Opinion

What’s the fairest way to assess taxes?

To the Editor;
Taxed enough already? In our last letter we noted that the average Mainer (with $37,500 in annual earnings), pays a tax rate of about 16 percent for his federal and state income taxes and for his local property taxes. This compares to the 14 percent that Mitt Romney claimed in a recent election.
Is that fair? Depends on how you look at it. On the one hand, they both paid approximately the same rate for their taxes. (That is what you would get if we had a “flat tax”). That seems fair, doesn’t it?
On the other hand, the “average Mainer” paid about $3,600 in income and property taxes, but Mitt, who claimed about $20 million in revenue, might have paid about $3,600,000 in taxes! From that perspective, Mitt definitely came out the loser.
But still a third way to look at this question is to consider that the average Mainer is probably feeling a lot more pain laying out $3,600 for his tax bill than Mitt did on his tax bill. (Think of taxes as a percentage of your disposable income. Mitt had a hugely greater amount of disposable income than the average Mainer.)
So, there is no mathematically correct way to decide the fairest way to pay taxes. How taxes are levied is really a political (and moral) issue. However, in 1776 Adam Smith, the first real economist, laid out a general approach which I think is still a good rule of thumb today. He said:
“The subjects of every state ought to contribute towards the support of the government, as nearly as possible, in proportion to their respective abilities; that is, in proportion to the revenue which they respectively enjoy under the protection of the state.”
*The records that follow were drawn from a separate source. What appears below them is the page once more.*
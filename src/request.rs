// Travel request configuration passed into the planning boundary
use serde::{Deserialize, Serialize};
use thiserror::Error;

pub const MIN_TRIP_DAYS: u32 = 1;
pub const MAX_TRIP_DAYS: u32 = 30;

#[derive(Error, Debug)]
pub enum RequestError {
    #[error("Destination must not be empty")]
    EmptyDestination,

    #[error("Trip length must be between 1 and 30 days, got {0}")]
    InvalidDuration(u32),
}

/// Travel profile the itinerary is tailored to.
#[derive(Debug, Clone, Copy, PartialEq, Eq, Serialize, Deserialize)]
#[serde(rename_all = "lowercase")]
pub enum TravelProfile {
    Romantic,
    Adventure,
    Family,
    Budget,
}

impl TravelProfile {
    pub fn as_str(&self) -> &'static str {
        match self {
            TravelProfile::Romantic => "romantic",
            TravelProfile::Adventure => "adventure",
            TravelProfile::Family => "family",
            TravelProfile::Budget => "budget",
        }
    }
}

/// Language the generated itinerary text is written in. The day-marker and
/// field-label contract with the generator stays English regardless.
#[derive(Debug, Clone, Copy, PartialEq, Eq, Serialize, Deserialize)]
#[serde(rename_all = "lowercase")]
pub enum Language {
    Portuguese,
    English,
    Spanish,
}

impl Language {
    pub fn as_str(&self) -> &'static str {
        match self {
            Language::Portuguese => "Portuguese",
            Language::English => "English",
            Language::Spanish => "Spanish",
        }
    }
}

/// Explicit configuration for one planning run, carried through the whole
/// generator -> parser -> renderer chain instead of ambient state.
#[derive(Debug, Clone, PartialEq, Serialize, Deserialize)]
pub struct TravelRequest {
    pub destination: String,
    pub num_days: u32,
    pub profile: TravelProfile,
    pub language: Language,
}

impl TravelRequest {
    pub fn new(
        destination: impl Into<String>,
        num_days: u32,
        profile: TravelProfile,
        language: Language,
    ) -> Self {
        Self {
            destination: destination.into(),
            num_days,
            profile,
            language,
        }
    }

    pub fn validate(&self) -> Result<(), RequestError> {
        if self.destination.trim().is_empty() {
            return Err(RequestError::EmptyDestination);
        }
        if self.num_days < MIN_TRIP_DAYS || self.num_days > MAX_TRIP_DAYS {
            return Err(RequestError::InvalidDuration(self.num_days));
        }
        Ok(())
    }
}
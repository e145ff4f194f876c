// Orchestration: generate -> parse -> per-day image lookup
use chrono::{DateTime, Utc};
use futures::future::join_all;
use serde::Serialize;
use std::sync::Arc;
use thiserror::Error;

use crate::cache::{CacheConfig, CacheStatsReport, ImageUrlCache};
use crate::generator::{GeneratorError, ItineraryGenerator};
use crate::images::ImageSource;
use crate::parser::{ItineraryParser, ItineraryResult};
use crate::request::{RequestError, TravelRequest};

#[derive(Error, Debug)]
pub enum PlanError {
    #[error("Invalid travel request: {0}")]
    InvalidRequest(#[from] RequestError),

    #[error("Itinerary generation failed: {0}")]
    Generation(#[from] GeneratorError),
}

/// Assembled plan handed to the renderer. Parsing and image lookup never
/// fail a plan; their failures degrade to warnings and missing images.
#[derive(Debug, Clone, Serialize)]
pub struct TravelPlan {
    pub request: TravelRequest,
    pub itinerary: ItineraryResult,
    /// One entry per day, parallel to `itinerary.days`.
    pub day_images: Vec<Option<String>>,
    pub generated_at: DateTime<Utc>,
}

pub struct TravelPlanner {
    generator: Arc<dyn ItineraryGenerator>,
    images: Arc<dyn ImageSource>,
    image_cache: ImageUrlCache,
    parser: ItineraryParser,
}

impl TravelPlanner {
    pub fn new(generator: Arc<dyn ItineraryGenerator>, images: Arc<dyn ImageSource>) -> Self {
        Self::with_cache_config(generator, images, CacheConfig::default())
    }

    pub fn with_cache_config(
        generator: Arc<dyn ItineraryGenerator>,
        images: Arc<dyn ImageSource>,
        cache_config: CacheConfig,
    ) -> Self {
        Self {
            generator,
            images,
            image_cache: ImageUrlCache::new(cache_config),
            parser: ItineraryParser::new(),
        }
    }

    /// Runs one planning pass for the request.
    ///
    /// Day images are looked up concurrently, one per day title, with the
    /// cache consulted first. A day whose lookup fails gets `None`.
    pub async fn plan(&self, request: TravelRequest) -> Result<TravelPlan, PlanError> {
        request.validate()?;

        let raw_text = self.generator.generate(&request).await?;
        let itinerary = self.parser.parse(&raw_text);
        tracing::info!(
            destination = %request.destination,
            days = itinerary.days.len(),
            warnings = itinerary.warnings.len(),
            structured = itinerary.is_structured(),
            "itinerary parsed"
        );

        let lookups = itinerary.days.iter().map(|day| self.image_for(&day.title));
        let day_images = join_all(lookups).await;

        Ok(TravelPlan {
            request,
            itinerary,
            day_images,
            generated_at: Utc::now(),
        })
    }

    async fn image_for(&self, title: &str) -> Option<String> {
        if let Some(url) = self.image_cache.get(title) {
            return Some(url);
        }
        let url = self.images.find_image(title).await?;
        self.image_cache.store(title, url.clone());
        Some(url)
    }

    pub fn cache_stats(&self) -> CacheStatsReport {
        self.image_cache.stats()
    }
}
// Budget label extraction outcome. Missing and unparsable both default to
// zero; only unparsable tokens are surfaced as warnings.
enum BudgetField {
    Value(f64),
    Missing,
    Unparsable(String),
}

struct DayMarker {
    number: String,
    title: String,
    start: usize,
    body_start: usize,
}

/// Converts loosely structured generated itinerary text into day records
/// plus a reconciled budget total. `parse` never fails: malformed input
/// degrades to defaults and warnings, never to an error.
pub struct ItineraryParser {
    day_marker: Regex,
    summary_label: Regex,
    budget_label: Regex,
    cultural_label: Regex,
    declared_total_label: Regex,
    amount_token: Regex,
}

impl ItineraryParser {
    pub fn new() -> Self {
        Self {
            // [^\r\n]* instead of a $ anchor so CRLF input behaves like LF.
            day_marker: Regex::new(r"(?im)^[ \t]*day[ \t]+(\d+)[ \t]*:[ \t]*(\S[^\r\n]*)")
                .expect("day marker pattern is valid"),
            summary_label: Regex::new(r"(?im)^[ \t]*summary:[ \t]*([^\r\n]*)")
                .expect("summary pattern is valid"),
            budget_label: Regex::new(r"(?im)^[ \t]*estimated budget:[ \t]*([^\r\n]*)")
                .expect("budget pattern is valid"),
            cultural_label: Regex::new(r"(?ims)^[ \t]*historical/cultural detail:[ \t]*(.*)")
                .expect("cultural detail pattern is valid"),
            declared_total_label: Regex::new(r"(?im)^[ \t]*total estimated budget:[ \t]*([^\r\n]*)")
                .expect("declared total pattern is valid"),
            amount_token: Regex::new(r"[0-9][0-9.,]*").expect("amount token pattern is valid"),
        }
    }

    /// Parses raw generated text into structured day records and reconciles
    /// the budget total. Fewer than one day marker yields an unstructured
    /// result: empty `days`, input preserved in `raw_text`.
    pub fn parse(&self, raw_text: &str) -> ItineraryResult {
        let mut result = ItineraryResult {
            days: Vec::new(),
            computed_total: 0.0,
            declared_total: None,
            discrepancy: None,
            warnings: Vec::new(),
            raw_text: raw_text.to_string(),
        };

        let markers = self.find_markers(raw_text);
        if markers.is_empty() {
            tracing::warn!("no day markers found; treating input as unstructured text");
            return result;
        }

        for (index, marker) in markers.iter().enumerate() {
            let body_end = markers
                .get(index + 1)
                .map_or(raw_text.len(), |next| next.start);
            let body = &raw_text[marker.body_start..body_end];

            let day_number = match marker.number.parse::<u32>() {
                Ok(number) if number > 0 => number,
                _ => {
                    let message = format!(
                        "day block {} carries an invalid day number '{}'; block skipped",
                        index, marker.number
                    );
                    tracing::warn!(day_index = index, "{}", message);
                    result.warnings.push(ParseWarning {
                        day_index: index,
                        message,
                    });
                    continue;
                }
            };

            let summary = self.extract_summary(body);
            let estimated_budget = match self.extract_budget(body) {
                BudgetField::Value(value) => value,
                BudgetField::Missing => 0.0,
                BudgetField::Unparsable(token) => {
                    let message = format!(
                        "day {} has an unparsable budget token '{}'; defaulting to 0.0",
                        day_number, token
                    );
                    tracing::warn!(day_index = index, "{}", message);
                    result.warnings.push(ParseWarning {
                        day_index: index,
                        message,
                    });
                    0.0
                }
            };
            let cultural_detail = self.extract_cultural_detail(body);

            result.computed_total += estimated_budget;
            result.days.push(DayRecord {
                day_number,
                title: marker.title.clone(),
                summary,
                estimated_budget,
                cultural_detail,
            });
        }

        result.declared_total = self.extract_declared_total(raw_text);
        if let Some(declared) = result.declared_total {
            if (declared - result.computed_total).abs() > BUDGET_TOLERANCE {
                tracing::warn!(
                    computed = result.computed_total,
                    declared,
                    "declared total disagrees with computed total"
                );
                result.discrepancy = Some(BudgetDiscrepancy {
                    computed: result.computed_total,
                    declared,
                });
            }
        }

        result
    }

    fn find_markers(&self, raw_text: &str) -> Vec<DayMarker> {
        self.day_marker
            .captures_iter(raw_text)
            .map(|cap| {
                let whole = cap.get(0).expect("group 0 always participates");
                DayMarker {
                    number: cap[1].to_string(),
                    title: cap[2].trim().to_string(),
                    start: whole.start(),
                    body_start: whole.end(),
                }
            })
            .collect()
    }

    fn extract_summary(&self, body: &str) -> String {
        match self.summary_label.captures(body) {
            Some(cap) => cap[1].trim().to_string(),
            None => String::new(),
        }
    }

    fn extract_budget(&self, body: &str) -> BudgetField {
        let remainder = match self.budget_label.captures(body) {
            Some(cap) => cap[1].trim().to_string(),
            None => return BudgetField::Missing,
        };
        let parsed = self
            .amount_token
            .find(&remainder)
            .and_then(|token| parse_amount(token.as_str()));
        match parsed {
            Some(value) => BudgetField::Value(value),
            None => BudgetField::Unparsable(remainder),
        }
    }

    // Multi-line capture: everything after the label up to the end of the
    // day body (the body already ends at the next marker).
    fn extract_cultural_detail(&self, body: &str) -> String {
        match self.cultural_label.captures(body) {
            Some(cap) => cap[1].trim().to_string(),
            None => String::new(),
        }
    }

    fn extract_declared_total(&self, raw_text: &str) -> Option<f64> {
        let cap = self.declared_total_label.captures(raw_text)?;
        let remainder = cap[1].trim().to_string();
        self.amount_token
            .find(&remainder)
            .and_then(|token| parse_amount(token.as_str()))
    }
}

// Sample file path (the actual file is stored in the samples directory)
pub const SAMPLE_ITINERARY_PATH: &str = "samples/itinerary_sample.txt";

// Helper to load the sample itinerary text
pub fn load_sample_itinerary() -> std::io::Result<String> {
    std::fs::read_to_string(SAMPLE_ITINERARY_PATH)
}

// A small sample for inline testing
pub const SMALL_SAMPLE_ITINERARY: &str = "\
Day 1: Walk through the old town
Summary: Guided walk past the cathedral and the market square
Estimated budget: 100
Historical/cultural detail: The old town kept its medieval street plan
through two reconstructions.
Day 2: Beach and coastal villages
Summary: Morning at the beach, afternoon drive along the coast
Estimated budget: 50,5
Historical/cultural detail: The coastal villages grew around tuna fishing.
Total estimated budget: 150,50
";
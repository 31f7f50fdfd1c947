//! Thin synchronous HTTP facade with a base URL, default headers and bearer
//! auth.
//!
//! # Overview
//! `HttpHelper` composes requests from its configuration and hands them to a
//! `Transport` for execution. The default transport is a blocking
//! `ureq::Agent`; any other implementation can be plugged in.
//!
//! # Design
//! - URLs are `base_url + endpoint`, plain concatenation, nothing normalized.
//! - `set_headers` replaces the header mapping; `set_auth` upserts only the
//!   `Authorization` entry.
//! - Each verb is `build_*` (pure, returns `HttpRequest`) followed by one
//!   transport call. Transport errors are returned as-is and non-2xx
//!   responses are ordinary responses. No retries, caching or streaming.
//! - A request body is `Empty`, `Form` or `Json`, never both form and JSON.

pub mod client;
pub mod config;
pub mod error;
pub mod headers;
pub mod http;
pub mod transport;

pub use client::HttpHelper;
pub use config::ClientConfig;
pub use error::{BodyError, PayloadError, TransportError};
pub use headers::Headers;
pub use http::{FormData, HttpMethod, HttpRequest, HttpResponse, Params, RequestBody};
pub use transport::{Transport, TransportConfig, UreqTransport};
//! Header mapping owned by the client.
//!
//! # Design
//! Headers are a plain ordered string-to-string map so requests built from
//! the same configuration compare equal and serialize deterministically.
//! Names keep the spelling the caller gave them; `upsert` and `get` match
//! names case-insensitively because HTTP header names are.

use std::collections::btree_map;
use std::collections::BTreeMap;

use serde::{Deserialize, Serialize};

/// String-to-string header mapping.
///
/// Deserializing goes through `upsert`, so names that differ only in case
/// collapse into one entry.
#[derive(Debug, Clone, Default, PartialEq, Eq, Serialize, Deserialize)]
#[serde(from = "BTreeMap<String, String>", into = "BTreeMap<String, String>")]
pub struct Headers(BTreeMap<String, String>);

impl Headers {
    pub fn new() -> Self {
        Self::default()
    }

    /// Insert `name: value`, replacing any existing entry whose name matches
    /// ignoring ASCII case.
    pub fn upsert(&mut self, name: &str, value: &str) {
        self.0.retain(|existing, _| !existing.eq_ignore_ascii_case(name));
        self.0.insert(name.to_string(), value.to_string());
    }

    /// Case-insensitive lookup.
    pub fn get(&self, name: &str) -> Option<&str> {
        self.0
            .iter()
            .find(|(existing, _)| existing.eq_ignore_ascii_case(name))
            .map(|(_, value)| value.as_str())
    }

    pub fn len(&self) -> usize {
        self.0.len()
    }

    pub fn is_empty(&self) -> bool {
        self.0.is_empty()
    }

    pub fn iter(&self) -> impl Iterator<Item = (&str, &str)> {
        self.0.iter().map(|(name, value)| (name.as_str(), value.as_str()))
    }
}

impl<K: Into<String>, V: Into<String>> FromIterator<(K, V)> for Headers {
    fn from_iter<I: IntoIterator<Item = (K, V)>>(iter: I) -> Self {
        let mut headers = Headers::new();
        for (name, value) in iter {
            let (name, value): (String, String) = (name.into(), value.into());
            headers.upsert(&name, &value);
        }
        headers
    }
}

impl From<BTreeMap<String, String>> for Headers {
    fn from(map: BTreeMap<String, String>) -> Self {
        map.into_iter().collect()
    }
}

impl From<Headers> for BTreeMap<String, String> {
    fn from(headers: Headers) -> Self {
        headers.0
    }
}

impl<'a> IntoIterator for &'a Headers {
    type Item = (&'a String, &'a String);
    type IntoIter = btree_map::Iter<'a, String, String>;

    fn into_iter(self) -> Self::IntoIter {
        self.0.iter()
    }
}
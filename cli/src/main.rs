//! `http-helper`: send one request through the facade and print the response.
//!
//! ```text
//! http-helper --base-url https://jsonplaceholder.typicode.com get /posts -q userId=1
//! http-helper --base-url https://jsonplaceholder.typicode.com --auth TOKEN \
//!     post /posts --json '{"title":"foo","body":"bar","userId":1}'
//! ```

use std::fs;
use std::path::PathBuf;
use std::process::ExitCode;
use std::time::Duration;

use anyhow::{Context, Result};
use clap::{Args, Parser, Subcommand};
use http_helper::{
    ClientConfig, FormData, HttpHelper, HttpResponse, Params, RequestBody, TransportConfig,
    UreqTransport,
};
use tracing_subscriber::EnvFilter;

#[derive(Debug, Parser)]
#[command(name = "http-helper", version, about = "Send a single HTTP request with shared defaults")]
struct Cli {
    /// JSON file with `base_url` and `headers` defaults
    #[arg(long, value_name = "FILE", global = true)]
    config: Option<PathBuf>,

    /// Prefix prepended verbatim to every endpoint
    #[arg(long, value_name = "URL", global = true)]
    base_url: Option<String>,

    /// Extra header as `Name: value`; repeatable
    #[arg(short = 'H', long = "header", value_name = "HEADER", value_parser = parse_header, global = true)]
    headers: Vec<(String, String)>,

    /// Bearer token sent in the Authorization header
    #[arg(long, value_name = "TOKEN", global = true)]
    auth: Option<String>,

    /// Overall request timeout in seconds
    #[arg(long, value_name = "SECS", global = true)]
    timeout: Option<u64>,

    /// Exit with status 1 when the response status is not 2xx
    #[arg(long, global = true)]
    fail: bool,

    /// Log request dispatch to stderr
    #[arg(short, long, global = true)]
    verbose: bool,

    #[command(subcommand)]
    command: Command,
}

#[derive(Debug, Subcommand)]
enum Command {
    Get(QueryArgs),
    Delete(QueryArgs),
    Post(BodyArgs),
    Put(BodyArgs),
}

#[derive(Debug, Args)]
struct QueryArgs {
    endpoint: String,

    /// Query parameter as `key=value`; repeatable
    #[arg(short, long = "query", value_name = "KEY=VALUE", value_parser = parse_pair)]
    query: Vec<(String, String)>,
}

impl QueryArgs {
    fn params(&self) -> Params {
        self.query.iter().cloned().collect()
    }
}

#[derive(Debug, Args)]
struct BodyArgs {
    endpoint: String,

    /// JSON document sent as the request body
    #[arg(long, value_name = "JSON", conflicts_with = "form")]
    json: Option<String>,

    /// Form field as `key=value`; repeatable
    #[arg(long, value_name = "KEY=VALUE", value_parser = parse_pair)]
    form: Vec<(String, String)>,
}

impl BodyArgs {
    fn body(&self) -> Result<RequestBody> {
        let json = self
            .json
            .as_deref()
            .map(|raw| serde_json::from_str::<serde_json::Value>(raw))
            .transpose()
            .context("--json is not valid JSON")?;
        let form = (!self.form.is_empty()).then(|| self.form.iter().cloned().collect::<FormData>());
        Ok(RequestBody::from_parts(form, json)?)
    }
}

fn parse_header(raw: &str) -> Result<(String, String), String> {
    let (name, value) = raw
        .split_once(':')
        .ok_or_else(|| format!("expected `Name: value`, got `{raw}`"))?;
    let name = name.trim();
    if name.is_empty() {
        return Err(format!("empty header name in `{raw}`"));
    }
    Ok((name.to_string(), value.trim().to_string()))
}

fn parse_pair(raw: &str) -> Result<(String, String), String> {
    raw.split_once('=')
        .map(|(key, value)| (key.to_string(), value.to_string()))
        .ok_or_else(|| format!("expected `key=value`, got `{raw}`"))
}

/// File defaults first, then flags: `--base-url` replaces, `-H` upserts.
fn load_config(cli: &Cli) -> Result<ClientConfig> {
    let mut config = match &cli.config {
        Some(path) => {
            let raw = fs::read_to_string(path)
                .with_context(|| format!("reading config {}", path.display()))?;
            ClientConfig::from_json(&raw)
                .with_context(|| format!("parsing config {}", path.display()))?
        }
        None => ClientConfig::default(),
    };
    if let Some(base_url) = &cli.base_url {
        config.base_url = Some(base_url.clone());
    }
    for (name, value) in &cli.headers {
        config.headers.upsert(name, value);
    }
    Ok(config)
}

fn transport_config(cli: &Cli) -> TransportConfig {
    TransportConfig {
        timeout: cli.timeout.map(Duration::from_secs),
    }
}

fn build_helper(cli: &Cli) -> Result<HttpHelper> {
    let config = load_config(cli)?;
    let transport = UreqTransport::with_config(&transport_config(cli));
    let mut helper = HttpHelper::with_transport(config, transport);
    if let Some(token) = &cli.auth {
        helper.set_auth(token);
    }
    Ok(helper)
}

fn run(cli: &Cli) -> Result<ExitCode> {
    let helper = build_helper(cli)?;

    let (endpoint, result) = match &cli.command {
        Command::Get(args) => (&args.endpoint, helper.get(&args.endpoint, Some(&args.params()))),
        Command::Delete(args) => (&args.endpoint, helper.delete(&args.endpoint, Some(&args.params()))),
        Command::Post(args) => (&args.endpoint, helper.post(&args.endpoint, args.body()?)),
        Command::Put(args) => (&args.endpoint, helper.put(&args.endpoint, args.body()?)),
    };
    let response = result.with_context(|| format!("request to {} failed", helper.url_for(endpoint)))?;

    println!("{}", render(&response));
    if cli.fail && !response.is_success() {
        return Ok(ExitCode::FAILURE);
    }
    Ok(ExitCode::SUCCESS)
}

/// Status line followed by the body, pretty-printed when it is JSON.
fn render(response: &HttpResponse) -> String {
    let body = match response.json::<serde_json::Value>() {
        Ok(value) => serde_json::to_string_pretty(&value).unwrap_or_else(|_| value.to_string()),
        Err(_) => String::from_utf8_lossy(response.bytes()).into_owned(),
    };
    if body.is_empty() {
        format!("HTTP {}", response.status)
    } else {
        format!("HTTP {}\n{body}", response.status)
    }
}

fn init_tracing(verbose: bool) {
    let default = if verbose { "warn,http_helper=debug" } else { "warn" };
    tracing_subscriber::fmt()
        .with_env_filter(EnvFilter::try_from_default_env().unwrap_or_else(|_| EnvFilter::new(default)))
        .with_writer(std::io::stderr)
        .init();
}

fn main() -> ExitCode {
    let cli = Cli::parse();
    init_tracing(cli.verbose);

    match run(&cli) {
        Ok(code) => code,
        Err(err) => {
            eprintln!("error: {err:#}");
            ExitCode::from(2)
        }
    }
}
In other words, those who have more should chip in relatively more. Paying taxes is painful for everyone. I believe that a good tax system equalizes the pain. I think it’s fair to say that the average Mainer found it more painful to pay $3,600 out of his $37,500 paycheck than did Mitt who might have paid $3,600,000 out of his $20,000,000 paycheck.
This gets to the question of progressive versus regressive taxes. More on that later.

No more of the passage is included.